Kürdistan Ulusal Kongresi (KNK) Yönetim Konseyi, Deniz Cevdet Bülbül’ün yaşamını yitirdiği Hewlêr’deki ofislerine yönelik silahlı saldırıya ilişkin yazılı açıklama yaptı.
Saldırının sıradan olmadığına işaret eden KNK, bunun stratejik bir karar ve bir mesaj olduğuna dikkat çekti. “Bu saldırıyla sadece bir ofis, sadece bir çalışan, sadece bir KNK üyesi hedeflenmemiştir. Bu saldırıda Kürdistan halkının ulusal birliği amaçlanmıştır. Bu saldırılarla düşmanlarımızın birliğimiz karşısında ne kadar aciz olduklarını ve korktuklarını gösterdiler. Her Kürt bu gerçeği görmeli ve buna göre hareket etmelidir” dedi.
“Saldırganları tanıyoruz” diyen KNK, temsilciliklerine yönelik saldırının Rojava, Şengal, Maxmur, Zap, Metîna, Avaşîn, Silêmanî olmak üzere Başûrê Kürdistan’a Türkiye devleti ve onunla ortak hareket edenlerin saldırılarının devamı olduğunu kaydetti.
KNK Başûr Temsilciliğinin Hewlêr’in tam ortasında olduğunu, bölge asayişi ve istihbaratı tarafından 24 saat izlendiğini ve çevresinde onlarca kameranın bulunduğunu hatırlatan KNK, Başûr hükümetine ve Hewlêr asayişine şu soruları yöneltti: “Eğer (saldırganlar) korunmuyorsa, katiller gün ortasında hangi cesaretle kollarını sallaya sallaya KNK ofisine girip insanları katledebilirler? MİT nasıl bölgede rahat hareket edebilir, ajanlar örgütleyebilir ve yurtseverleri katledebilir? Kim bunlara izin veriyor, bunlara yol veriyor?” KNK, katil bir an önce yakalanmadığı, azmettiricilerin ortaya çıkarılmadığı ve yargılanmadıkları taktirde bölge iktidarı ve Hewlêr asayişinin katliamdan sorumlu olacağı uyarısını yaptı.

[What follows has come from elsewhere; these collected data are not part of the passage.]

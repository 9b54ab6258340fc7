//! Run lifecycle mechanics (pure; no IO, no clocks of its own).
//!
//! - Explicit state enum per run, advanced by a pure transition function
//! - Job bookkeeping for the single suspension point (`AwaitingCompletion`)
//! - Timeout budgets and retry policy shared by the engine in infra
//!
//! The engine in `batchflow-infra` is responsible for invoking collaborators,
//! persisting `Run`/`Job` records and feeding the resulting events back in here.

pub mod budget;
pub mod error;
pub mod job;
pub mod retry;
pub mod run;
pub mod state;

pub use budget::StepBudgets;
pub use error::{CollaboratorError, RunError, RunErrorKind};
pub use job::{Completion, Job, JobOutcome, JobResolution};
pub use retry::{BackoffStrategy, RetryPolicy};
pub use run::Run;
pub use state::{
    FailureReason, RunEvent, RunOutcome, RunState, RunStatus, Step, TransitionError, transition,
};
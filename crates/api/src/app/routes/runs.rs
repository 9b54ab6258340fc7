use std::sync::Arc;

use axum::{
    Json, Router,
    extract::{Extension, Path, Query},
    http::StatusCode,
    response::IntoResponse,
    routing::{get, post},
};

use crate::app::dto::{self, ListRunsQuery, RunView, StartRunRequest};
use crate::app::errors;
use crate::app::services::AppServices;

pub fn router() -> Router {
    Router::new()
        .route("/", post(start_run).get(list_runs))
        .route("/:id", get(get_run))
        .route("/:id/cancel", post(cancel_run))
}

/// Record the run, then drive it in the background; the caller polls `GET /runs/:id`.
pub async fn start_run(
    Extension(services): Extension<Arc<AppServices>>,
    Json(body): Json<StartRunRequest>,
) -> axum::response::Response {
    let parameter = match dto::parse_parameter(&body.parameter) {
        Ok(p) => p,
        Err(resp) => return resp,
    };

    let run = match services.orchestrator.create_run(parameter).await {
        Ok(run) => run,
        Err(e) => return errors::orchestrator_error_to_response(e),
    };
    let view = RunView::from(&run);

    let orchestrator = services.orchestrator.clone();
    tokio::spawn(async move {
        let run_id = run.run_id;
        if let Err(e) = orchestrator.drive(run).await {
            tracing::error!(run_id = %run_id, error = %e, "run could not be driven");
        }
    });

    (StatusCode::ACCEPTED, Json(view)).into_response()
}

pub async fn get_run(
    Extension(services): Extension<Arc<AppServices>>,
    Path(id): Path<String>,
) -> axum::response::Response {
    let run_id = match dto::parse_run_id(&id) {
        Ok(id) => id,
        Err(resp) => return resp,
    };

    match services.orchestrator.run(run_id).await {
        Ok(run) => Json(RunView::from(&run)).into_response(),
        Err(e) => errors::orchestrator_error_to_response(e),
    }
}

pub async fn list_runs(
    Extension(services): Extension<Arc<AppServices>>,
    Query(query): Query<ListRunsQuery>,
) -> axum::response::Response {
    let parameter = match query.parameter.as_deref() {
        Some(raw) => match dto::parse_parameter(raw) {
            Ok(p) => Some(p),
            Err(resp) => return resp,
        },
        None => None,
    };

    match services.orchestrator.runs_for(parameter.as_ref(), query.limit()).await {
        Ok(runs) => {
            let views: Vec<RunView> = runs.iter().map(RunView::from).collect();
            Json(views).into_response()
        }
        Err(e) => errors::orchestrator_error_to_response(e),
    }
}

pub async fn cancel_run(
    Extension(services): Extension<Arc<AppServices>>,
    Path(id): Path<String>,
) -> axum::response::Response {
    let run_id = match dto::parse_run_id(&id) {
        Ok(id) => id,
        Err(resp) => return resp,
    };

    match services.orchestrator.cancel(run_id).await {
        Ok(run) => Json(RunView::from(&run)).into_response(),
        Err(e) => errors::orchestrator_error_to_response(e),
    }
}
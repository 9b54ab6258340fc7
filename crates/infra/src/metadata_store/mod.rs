//! Job Metadata Store: durable bookkeeping for the single suspension point.
//!
//! Entries are keyed by `run_id` and hold the job id, the suspension token and
//! the job outcome. Every write is a single-key compare-and-set:
//!
//! - `put` refuses to replace a `Pending` job (at most one per run)
//! - `resolve` flips `Pending` → `Success | Failure` exactly once per token
//! - `abandon` flips `Pending` → `Abandoned` (token permanently unresolvable)
//!
//! Settled entries stay behind as tombstones so late redeliveries still find
//! their job; `purge_settled` drops them once they are past retention.
//!
//! Concurrent duplicate `resolve` calls therefore yield exactly one
//! `Resolution::Resolved`; every other caller sees `AlreadyResolved`.

mod in_memory;
mod postgres;

use std::sync::Arc;

use chrono::{DateTime, Utc};

use batchflow_core::{ExternalJobId, RunId, SuspensionToken};
use batchflow_workflow::{Completion, Job};

use crate::error::StoreError;

pub use in_memory::InMemoryMetadataStore;
pub use postgres::PostgresMetadataStore;

/// Result of resolving a suspension token.
#[derive(Debug, Clone, PartialEq, Eq)]
pub enum Resolution {
    /// This call moved the job out of `Pending`.
    Resolved(Job),
    /// Someone else already resolved it; the stored job is unchanged.
    AlreadyResolved(Job),
}

impl Resolution {
    pub fn job(&self) -> &Job {
        match self {
            Resolution::Resolved(job) | Resolution::AlreadyResolved(job) => job,
        }
    }

    pub fn is_first(&self) -> bool {
        matches!(self, Resolution::Resolved(_))
    }
}

#[async_trait::async_trait]
pub trait MetadataStore: Send + Sync {
    /// Record a job for `run_id`. Fails with `Conflict` while a `Pending` job exists.
    async fn put(&self, run_id: RunId, job: Job) -> Result<(), StoreError>;

    async fn get(&self, run_id: RunId) -> Result<Option<Job>, StoreError>;

    async fn find_by_job_id(&self, job_id: &ExternalJobId) -> Result<Option<Job>, StoreError>;

    /// Resolve a token with a completion.
    ///
    /// `TokenNotFound` if the token is unknown, purged, or abandoned.
    async fn resolve(
        &self,
        token: &SuspensionToken,
        completion: &Completion,
    ) -> Result<Resolution, StoreError>;

    /// Revoke the pending token of `run_id`. `None` if no job was pending.
    async fn abandon(&self, run_id: RunId) -> Result<Option<Job>, StoreError>;

    /// Drop settled (non-`Pending`) entries resolved at or before `before`.
    ///
    /// Returns how many entries were removed.
    async fn purge_settled(&self, before: DateTime<Utc>) -> Result<usize, StoreError>;

    /// Pending jobs whose `expires_at` is at or before `now`.
    async fn list_expired(&self, now: DateTime<Utc>) -> Result<Vec<Job>, StoreError>;
}

#[async_trait::async_trait]
impl<S> MetadataStore for Arc<S>
where
    S: MetadataStore + ?Sized,
{
    async fn put(&self, run_id: RunId, job: Job) -> Result<(), StoreError> {
        (**self).put(run_id, job).await
    }

    async fn get(&self, run_id: RunId) -> Result<Option<Job>, StoreError> {
        (**self).get(run_id).await
    }

    async fn find_by_job_id(&self, job_id: &ExternalJobId) -> Result<Option<Job>, StoreError> {
        (**self).find_by_job_id(job_id).await
    }

    async fn resolve(
        &self,
        token: &SuspensionToken,
        completion: &Completion,
    ) -> Result<Resolution, StoreError> {
        (**self).resolve(token, completion).await
    }

    async fn abandon(&self, run_id: RunId) -> Result<Option<Job>, StoreError> {
        (**self).abandon(run_id).await
    }

    async fn purge_settled(&self, before: DateTime<Utc>) -> Result<usize, StoreError> {
        (**self).purge_settled(before).await
    }

    async fn list_expired(&self, now: DateTime<Utc>) -> Result<Vec<Job>, StoreError> {
        (**self).list_expired(now).await
    }
}
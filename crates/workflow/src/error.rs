//! Error taxonomy for collaborators and runs.

use core::fmt;

use serde::{Deserialize, Serialize};
use thiserror::Error;

use batchflow_core::RunId;

use crate::state::{FailureReason, RunEvent, Step};

/// Failure reported by an external collaborator.
///
/// Only `Transient` failures are retried; `Validation` fails the step at once.
#[derive(Debug, Clone, PartialEq, Eq, Error)]
pub enum CollaboratorError {
    /// Network blip, throttling, 5xx.
    #[error("transient failure: {0}")]
    Transient(String),
    /// Malformed input or an explicit rejection.
    #[error("rejected: {0}")]
    Validation(String),
}

impl CollaboratorError {
    pub fn transient(msg: impl Into<String>) -> Self {
        Self::Transient(msg.into())
    }

    pub fn validation(msg: impl Into<String>) -> Self {
        Self::Validation(msg.into())
    }

    pub fn is_transient(&self) -> bool {
        matches!(self, CollaboratorError::Transient(_))
    }
}

/// Error conditions a run can end with.
#[derive(Debug, Copy, Clone, PartialEq, Eq, Hash, Serialize, Deserialize)]
pub enum RunErrorKind {
    RecordQueryFailed,
    JobSubmissionFailed,
    JobExecutionFailed,
    ResultCommitFailed,
    StepTimedOut,
}

impl fmt::Display for RunErrorKind {
    fn fmt(&self, f: &mut fmt::Formatter<'_>) -> fmt::Result {
        let s = match self {
            RunErrorKind::RecordQueryFailed => "RecordQueryFailed",
            RunErrorKind::JobSubmissionFailed => "JobSubmissionFailed",
            RunErrorKind::JobExecutionFailed => "JobExecutionFailed",
            RunErrorKind::ResultCommitFailed => "ResultCommitFailed",
            RunErrorKind::StepTimedOut => "StepTimedOut",
        };
        f.write_str(s)
    }
}

/// A run-level error: which run, in which step, and what went wrong.
#[derive(Debug, Clone, PartialEq, Eq, Error)]
#[error("{kind} in {step} (run {run_id}): {message}")]
pub struct RunError {
    pub run_id: RunId,
    pub step: Step,
    pub kind: RunErrorKind,
    pub message: String,
}

impl RunError {
    pub fn new(run_id: RunId, step: Step, kind: RunErrorKind, message: impl Into<String>) -> Self {
        Self {
            run_id,
            step,
            kind,
            message: message.into(),
        }
    }

    pub fn timed_out(run_id: RunId, step: Step) -> Self {
        Self::new(
            run_id,
            step,
            RunErrorKind::StepTimedOut,
            format!("{step} exceeded its budget"),
        )
    }

    /// The event this error forces on the run.
    pub fn event(&self) -> RunEvent {
        let reason = match self.kind {
            RunErrorKind::StepTimedOut => return RunEvent::StepTimedOut,
            RunErrorKind::JobExecutionFailed => {
                return RunEvent::JobFailed {
                    message: self.message.clone(),
                };
            }
            RunErrorKind::RecordQueryFailed => FailureReason::RecordQueryFailed,
            RunErrorKind::JobSubmissionFailed => FailureReason::JobSubmissionFailed,
            RunErrorKind::ResultCommitFailed => FailureReason::ResultCommitFailed,
        };
        RunEvent::StepFailed {
            reason,
            message: self.message.clone(),
        }
    }
}
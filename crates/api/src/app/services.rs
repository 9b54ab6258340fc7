use std::sync::Arc;

use anyhow::Context;
use sqlx::PgPool;
use tokio::sync::mpsc;

use batchflow_core::RunId;
use batchflow_infra::collaborators::{
    HttpInferenceService, HttpRecordQuery, HttpResultWriter, InMemoryInferenceService,
    InMemoryRecordTable,
};
use batchflow_infra::{
    Collaborators, CompletionListener, Config, InMemoryMetadataStore, InMemoryRunStore,
    MetadataStore, Orchestrator, OrchestratorConfig, PostgresMetadataStore, PostgresRunStore,
    ResumeWorker, ResumeWorkerHandle, RunStore, Scheduler, SchedulerHandle, describe_schedule,
};

/// Capacity of the completion → resume queue.
const RESUME_QUEUE_CAPACITY: usize = 1024;

/// Everything the HTTP handlers need.
#[derive(Clone)]
pub struct AppServices {
    pub orchestrator: Arc<Orchestrator>,
    pub listener: CompletionListener,
}

/// Services plus the receiving end of the resume queue, not yet running.
pub struct Wired {
    pub services: Arc<AppServices>,
    pub resume_rx: mpsc::Receiver<RunId>,
}

impl Wired {
    /// Wire an orchestrator over the given stores and collaborators.
    pub fn new(
        runs: Arc<dyn RunStore>,
        metadata: Arc<dyn MetadataStore>,
        collaborators: Collaborators,
        config: &OrchestratorConfig,
    ) -> Self {
        let orchestrator = Arc::new(Orchestrator::new(
            runs,
            metadata.clone(),
            collaborators,
            config.budgets.clone(),
            config.retry.clone(),
        )
        .with_job_retention(config.job_retention));
        let (listener, resume_rx) = CompletionListener::new(metadata, RESUME_QUEUE_CAPACITY);
        Self {
            services: Arc::new(AppServices {
                orchestrator,
                listener,
            }),
            resume_rx,
        }
    }
}

/// Background tasks: the resume worker and the scheduler/sweeper.
pub struct Background {
    resume: ResumeWorkerHandle,
    scheduler: Option<SchedulerHandle>,
}

impl Background {
    /// Start the resume worker, and the scheduler unless `scheduler` is `None`.
    pub fn spawn(wired: Wired, scheduler: Option<Scheduler>) -> (Arc<AppServices>, Self) {
        let Wired {
            services,
            resume_rx,
        } = wired;
        let resume = ResumeWorker::spawn(services.orchestrator.clone(), resume_rx);
        let scheduler = scheduler.map(|s| s.spawn(services.orchestrator.clone()));
        (services, Self { resume, scheduler })
    }

    pub async fn shutdown(self) {
        if let Some(scheduler) = self.scheduler {
            scheduler.shutdown().await;
        }
        self.resume.shutdown().await;
    }
}

/// Build stores and collaborators from configuration.
pub async fn build_services(config: &Config) -> anyhow::Result<Wired> {
    let (runs, metadata): (Arc<dyn RunStore>, Arc<dyn MetadataStore>) = match &config.database_url {
        Some(database_url) => {
            tracing::info!("using Postgres-backed stores");
            let pool = PgPool::connect(database_url)
                .await
                .context("failed to connect to Postgres")?;

            let runs = PostgresRunStore::new(pool.clone());
            runs.ensure_schema().await.context("failed to prepare run table")?;
            let metadata = PostgresMetadataStore::new(pool);
            metadata.ensure_schema().await.context("failed to prepare job table")?;
            (Arc::new(runs), Arc::new(metadata))
        }
        None => {
            tracing::warn!("using in-memory stores; runs are lost on restart");
            (InMemoryRunStore::arc(), InMemoryMetadataStore::arc())
        }
    };

    let collaborators = match &config.collaborators {
        Some(urls) => {
            tracing::info!(
                query = %urls.query,
                inference = %urls.inference,
                writer = %urls.writer,
                "using HTTP collaborators"
            );
            Collaborators {
                records: Arc::new(
                    HttpRecordQuery::new(urls.query.clone())
                        .context("failed to build record query client")?,
                ),
                inference: Arc::new(
                    HttpInferenceService::new(urls.inference.clone())
                        .context("failed to build inference client")?,
                ),
                writer: Arc::new(
                    HttpResultWriter::new(urls.writer.clone())
                        .context("failed to build result writer client")?,
                ),
            }
        }
        None => {
            tracing::warn!("no collaborator endpoints configured; using in-memory collaborators");
            let table = InMemoryRecordTable::arc();
            Collaborators {
                records: table.clone(),
                inference: InMemoryInferenceService::arc(),
                writer: table,
            }
        }
    };

    Ok(Wired::new(runs, metadata, collaborators, &config.orchestrator))
}

/// Scheduler for the configured parameters; logs the cadence.
pub fn scheduler(config: &OrchestratorConfig) -> anyhow::Result<Scheduler> {
    let cadence = describe_schedule(config.schedule_interval_hours).map_err(anyhow::Error::msg)?;
    tracing::info!(
        parameters = ?config.parameters.iter().map(|p| p.as_str()).collect::<Vec<_>>(),
        schedule = %cadence,
        sweep_interval_secs = config.sweep_interval.as_secs(),
        "scheduler configured"
    );
    Ok(Scheduler {
        parameters: config.parameters.clone(),
        schedule_interval: config.schedule_interval(),
        sweep_interval: config.sweep_interval,
    })
}
//! End-to-end orchestrator scenarios against in-memory stores and collaborators.

use std::sync::Arc;
use std::time::Duration;

use chrono::Utc;
use tokio::sync::mpsc;

use batchflow_core::{ExpectedVersion, OutputRef, Parameter, RunId};
use batchflow_infra::collaborators::{InMemoryInferenceService, InMemoryRecordTable};
use batchflow_infra::{
    Collaborators, CompletionAck, CompletionListener, InMemoryMetadataStore, InMemoryRunStore,
    MetadataStore, Orchestrator, OrchestratorError, ResumeWorker, RunStore, StoreError,
    completion_from_report,
};
use batchflow_workflow::{
    CollaboratorError, Completion, FailureReason, JobOutcome, RetryPolicy, Run, RunEvent,
    RunOutcome, RunState, RunStatus, Step, StepBudgets,
};

struct Harness {
    orchestrator: Arc<Orchestrator>,
    runs: Arc<InMemoryRunStore>,
    metadata: Arc<InMemoryMetadataStore>,
    table: Arc<InMemoryRecordTable>,
    inference: Arc<InMemoryInferenceService>,
    listener: CompletionListener,
    queue: mpsc::Receiver<RunId>,
}

fn harness_with(budgets: StepBudgets) -> Harness {
    let runs = InMemoryRunStore::arc();
    let metadata = InMemoryMetadataStore::arc();
    let table = InMemoryRecordTable::arc();
    let inference = InMemoryInferenceService::arc();

    let orchestrator = Arc::new(Orchestrator::new(
        runs.clone(),
        metadata.clone(),
        Collaborators {
            records: table.clone(),
            inference: inference.clone(),
            writer: table.clone(),
        },
        budgets,
        RetryPolicy::exponential(3, Duration::from_millis(1), Duration::from_millis(5)),
    ));
    let (listener, queue) = CompletionListener::new(metadata.clone(), 64);

    Harness {
        orchestrator,
        runs,
        metadata,
        table,
        inference,
        listener,
        queue,
    }
}

fn harness() -> Harness {
    harness_with(StepBudgets::default())
}

fn pm25() -> Parameter {
    Parameter::new("pm25").unwrap()
}

impl Harness {
    /// Simulate the external job finishing successfully over the submitted batch.
    fn job_output(&self, run: &Run) -> OutputRef {
        self.table
            .predict(run.record_batch_ref.as_ref().expect("batch ref recorded"))
            .unwrap()
    }

    /// Drain the resume queue the way the resume worker would.
    async fn drain(&mut self) {
        while let Ok(run_id) = self.queue.try_recv() {
            self.orchestrator.resume(run_id).await.unwrap();
        }
    }
}

#[tokio::test]
async fn zero_records_ends_with_no_records_and_never_launches() {
    let h = harness();

    let run_id = h.orchestrator.start_run(pm25()).await.unwrap();
    let run = h.orchestrator.run(run_id).await.unwrap();

    assert_eq!(run.state, RunState::NoRecordsFound);
    assert_eq!(run.outcome(), Some(RunOutcome::NoRecords));
    assert_eq!(h.inference.attempts(), 0);
    assert!(h.metadata.is_empty());
}

#[tokio::test]
async fn ten_records_complete_and_are_labelled_once() {
    let mut h = harness();
    let ids = h.table.seed(&pm25(), 10);

    let run_id = h.orchestrator.start_run(pm25()).await.unwrap();
    let run = h.orchestrator.run(run_id).await.unwrap();
    assert_eq!(run.state, RunState::Active(Step::AwaitingCompletion));
    assert_eq!(run.record_count, Some(10));

    let job = h.metadata.get(run_id).await.unwrap().unwrap();
    assert_eq!(job.outcome, JobOutcome::Pending);

    let output = h.job_output(&run);
    let ack = h
        .listener
        .notify_completion(&job.job_id, Completion::Success { output_ref: output })
        .await
        .unwrap();
    assert_eq!(ack, CompletionAck::Accepted);
    h.drain().await;

    let run = h.orchestrator.run(run_id).await.unwrap();
    assert_eq!(run.state, RunState::Succeeded);
    assert_eq!(run.records_written, Some(10));
    assert_eq!(h.table.commit_calls(), 1);
    for id in &ids {
        assert_eq!(h.table.label_writes(id), 1);
    }
    assert!(h.table.records(&pm25()).iter().all(|r| r.predicted_label));

    // the settled entry is kept for redeliveries until the retention purge
    let settled = h.metadata.get(run_id).await.unwrap().unwrap();
    assert_eq!(settled.outcome, JobOutcome::Success);
}

#[tokio::test]
async fn rejected_submission_fails_without_storing_a_token() {
    let h = harness();
    h.table.seed(&pm25(), 3);
    h.inference
        .fail_next([CollaboratorError::validation("status 400: malformed batch")]);

    let run_id = h.orchestrator.start_run(pm25()).await.unwrap();
    let run = h.orchestrator.run(run_id).await.unwrap();

    assert_eq!(run.state.to_string(), "Failed(\"JobSubmissionFailed\")");
    assert_eq!(h.inference.attempts(), 1);
    assert!(h.metadata.is_empty());
    assert!(run.failure_message.unwrap().contains("malformed batch"));
}

#[tokio::test]
async fn transient_submission_failures_exhaust_the_retry_budget() {
    let h = harness();
    h.table.seed(&pm25(), 3);
    h.inference.fail_next((0..4).map(|_| CollaboratorError::transient("status 503")));

    let run_id = h.orchestrator.start_run(pm25()).await.unwrap();
    let run = h.orchestrator.run(run_id).await.unwrap();

    assert_eq!(run.state, RunState::Failed(FailureReason::JobSubmissionFailed));
    assert_eq!(h.inference.attempts(), 4);
}

#[tokio::test]
async fn transient_query_failures_are_retried() {
    let h = harness();
    h.table.seed(&pm25(), 2);
    h.table.fail_next_queries([
        CollaboratorError::transient("connection reset"),
        CollaboratorError::transient("status 429"),
    ]);

    let run_id = h.orchestrator.start_run(pm25()).await.unwrap();
    let run = h.orchestrator.run(run_id).await.unwrap();
    assert_eq!(run.state, RunState::Active(Step::AwaitingCompletion));
}

#[tokio::test]
async fn query_validation_failure_fails_the_run() {
    let h = harness();
    h.table
        .fail_next_queries([CollaboratorError::validation("unknown parameter")]);

    let run_id = h.orchestrator.start_run(pm25()).await.unwrap();
    let run = h.orchestrator.run(run_id).await.unwrap();
    assert_eq!(run.state, RunState::Failed(FailureReason::RecordQueryFailed));
}

#[tokio::test]
async fn duplicate_success_notification_writes_once() {
    let mut h = harness();
    h.table.seed(&pm25(), 4);

    let run_id = h.orchestrator.start_run(pm25()).await.unwrap();
    let run = h.orchestrator.run(run_id).await.unwrap();
    let job = h.metadata.get(run_id).await.unwrap().unwrap();
    let output = h.job_output(&run);

    let first = h
        .listener
        .notify_completion(&job.job_id, Completion::Success { output_ref: output.clone() })
        .await
        .unwrap();
    let second = h
        .listener
        .notify_completion(&job.job_id, Completion::Success { output_ref: output.clone() })
        .await
        .unwrap();
    assert_eq!(first, CompletionAck::Accepted);
    assert_eq!(second, CompletionAck::Duplicate);

    h.drain().await;
    assert_eq!(h.orchestrator.run(run_id).await.unwrap().state, RunState::Succeeded);

    // a redelivery after the run finished is still a harmless duplicate
    let late = h
        .listener
        .notify_completion(&job.job_id, Completion::Success { output_ref: output.clone() })
        .await
        .unwrap();
    assert_eq!(late, CompletionAck::Duplicate);
    h.drain().await;
    assert_eq!(h.table.commit_calls(), 1);

    // once past retention the entry is purged and the id is no longer known
    let report = h
        .orchestrator
        .sweep_timeouts(Utc::now() + chrono::Duration::days(8))
        .await
        .unwrap();
    assert_eq!(report.purged, 1);
    let purged = h
        .listener
        .notify_completion(&job.job_id, Completion::Success { output_ref: output })
        .await
        .unwrap();
    assert_eq!(purged, CompletionAck::Unknown);
    assert_eq!(h.table.commit_calls(), 1);
}

#[tokio::test]
async fn concurrent_resumes_invoke_the_writer_once() {
    let h = harness();
    h.table.seed(&pm25(), 5);
    h.table.set_commit_latency(Duration::from_millis(20));

    let run_id = h.orchestrator.start_run(pm25()).await.unwrap();
    let run = h.orchestrator.run(run_id).await.unwrap();
    let job = h.metadata.get(run_id).await.unwrap().unwrap();
    h.metadata
        .resolve(&job.suspension_token, &Completion::Success { output_ref: h.job_output(&run) })
        .await
        .unwrap();

    let mut handles = Vec::new();
    for _ in 0..8 {
        let orchestrator = h.orchestrator.clone();
        handles.push(tokio::spawn(async move { orchestrator.resume(run_id).await }));
    }
    for handle in handles {
        handle.await.unwrap().unwrap();
    }

    assert_eq!(h.table.commit_calls(), 1);
    assert_eq!(h.orchestrator.run(run_id).await.unwrap().state, RunState::Succeeded);
}

#[tokio::test]
async fn job_failure_fails_the_run_without_writing() {
    let mut h = harness();
    h.table.seed(&pm25(), 2);

    let run_id = h.orchestrator.start_run(pm25()).await.unwrap();
    let job = h.metadata.get(run_id).await.unwrap().unwrap();

    let completion = completion_from_report(false, None, Some("status 500: OOM".to_string()));
    h.listener.notify_completion(&job.job_id, completion).await.unwrap();
    h.drain().await;

    let run = h.orchestrator.run(run_id).await.unwrap();
    assert_eq!(run.state, RunState::Failed(FailureReason::JobExecutionFailed));
    assert_eq!(run.failure_message.as_deref(), Some("status 500: OOM"));
    assert_eq!(h.table.commit_calls(), 0);
    assert!(h.table.records(&pm25()).iter().all(|r| !r.predicted_label));
}

#[tokio::test]
async fn success_without_output_is_a_job_failure() {
    let mut h = harness();
    h.table.seed(&pm25(), 2);

    let run_id = h.orchestrator.start_run(pm25()).await.unwrap();
    let job = h.metadata.get(run_id).await.unwrap().unwrap();

    h.listener
        .notify_completion(&job.job_id, completion_from_report(true, None, None))
        .await
        .unwrap();
    h.drain().await;

    let run = h.orchestrator.run(run_id).await.unwrap();
    assert_eq!(run.state, RunState::Failed(FailureReason::JobExecutionFailed));
}

#[tokio::test]
async fn awaiting_completion_past_budget_times_out_and_revokes_the_token() {
    let h = harness();
    h.table.seed(&pm25(), 3);

    let run_id = h.orchestrator.start_run(pm25()).await.unwrap();
    let run = h.orchestrator.run(run_id).await.unwrap();
    let job = h.metadata.get(run_id).await.unwrap().unwrap();

    let report = h
        .orchestrator
        .sweep_timeouts(Utc::now() + chrono::Duration::minutes(61))
        .await
        .unwrap();
    assert_eq!(report.timed_out, vec![run_id]);

    let run_after = h.orchestrator.run(run_id).await.unwrap();
    assert_eq!(run_after.state.to_string(), "TimedOut(\"AwaitingCompletion\")");
    assert_eq!(run_after.status(), RunStatus::TimedOut);

    let output = h.job_output(&run);
    let err = h
        .metadata
        .resolve(&job.suspension_token, &Completion::Success { output_ref: output.clone() })
        .await
        .unwrap_err();
    assert!(matches!(err, StoreError::TokenNotFound));

    let ack = h
        .listener
        .notify_completion(&job.job_id, Completion::Success { output_ref: output })
        .await
        .unwrap();
    assert_ne!(ack, CompletionAck::Accepted);
    assert_eq!(h.table.commit_calls(), 0);
}

#[tokio::test]
async fn run_budget_expiry_times_out_an_awaiting_run() {
    let h = harness_with(StepBudgets {
        run: Duration::from_secs(1),
        awaiting_completion: Duration::from_secs(3600),
        ..StepBudgets::default()
    });
    h.table.seed(&pm25(), 3);

    let run_id = h.orchestrator.start_run(pm25()).await.unwrap();
    let run = h.orchestrator.run(run_id).await.unwrap();
    assert_eq!(run.state, RunState::Active(Step::AwaitingCompletion));
    let job = h.metadata.get(run_id).await.unwrap().unwrap();
    // the step alone would allow an hour; the run deadline caps it
    assert!(job.expires_at <= run.deadline);

    let report = h.orchestrator.sweep_timeouts(Utc::now()).await.unwrap();
    assert!(report.timed_out.is_empty());

    let report = h
        .orchestrator
        .sweep_timeouts(Utc::now() + chrono::Duration::seconds(2))
        .await
        .unwrap();
    assert_eq!(report.timed_out, vec![run_id]);
    assert_eq!(
        h.orchestrator.run(run_id).await.unwrap().state,
        RunState::TimedOut(Step::AwaitingCompletion)
    );

    let err = h
        .metadata
        .resolve(&job.suspension_token, &Completion::Success { output_ref: h.job_output(&run) })
        .await
        .unwrap_err();
    assert!(matches!(err, StoreError::TokenNotFound));
    assert_eq!(h.table.commit_calls(), 0);
}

Türkiye devletinin Kürdistan’ın tümüne yönelik saldırılarının devam ettiğini belirten KNK, Hewlêr’deki saldırıdan yarım saat sonra gerçekleşen Erbet havaalanına yönelik saldırının yanı sıra Rojava kentleri, Şengal ve Medya Savunma Alanları’na yönelik saldırılarını hatırlatarak, “Bu savaş sadece bir Kürt hareketine karşı değil bütün Kürtlere ve Kürdistan’ın tümüne yöneliktir. Türk devleti sadece kendisi saldırmıyor, aynı zamanda halkımıza karşı ittifaklar kuruyor ve diğer işgalcileri de harekete geçiriyor. Bütün Kürtler ve Kürdistani güçlerin bu gerçeği görmesi gerekiyor. Türk devleti ile iş birliği, düşman ve işgalcilerle iş birliği ihanet demektir; kırmızı çizgidir ve hiçbir Kürt ve Kürdistan gücü bu çizgiyi geçmemelidir” dedi.
KNK ofisine saldırının Kürdistan halkının ulusal birliğini hedeflediğini yineleyen KNK Yönetim Konseyi, şu çağrıyı yaptı: “Bu saldırıyı ve genel olarak saldırılara karşı aksine ulusal çizgiyi güçlendirelim, bütün Kürdistani güçler olarak bir olalım. Bu vesileyle KNK olarak bütün parti ve örgütlere çağrımızdır; bu saldırılara karşı sessiz kalmayalım, protesto edelim ve işgalcilerin saldırılarına karşı tek ses olalım. KNK olarak saldırılar karşısında geri adım atmayacak, şehitlerimize sahip çıkacak, saldırılara karşı duracak ve ulusal birlik çizgisini daha da derinleştireceğiz.”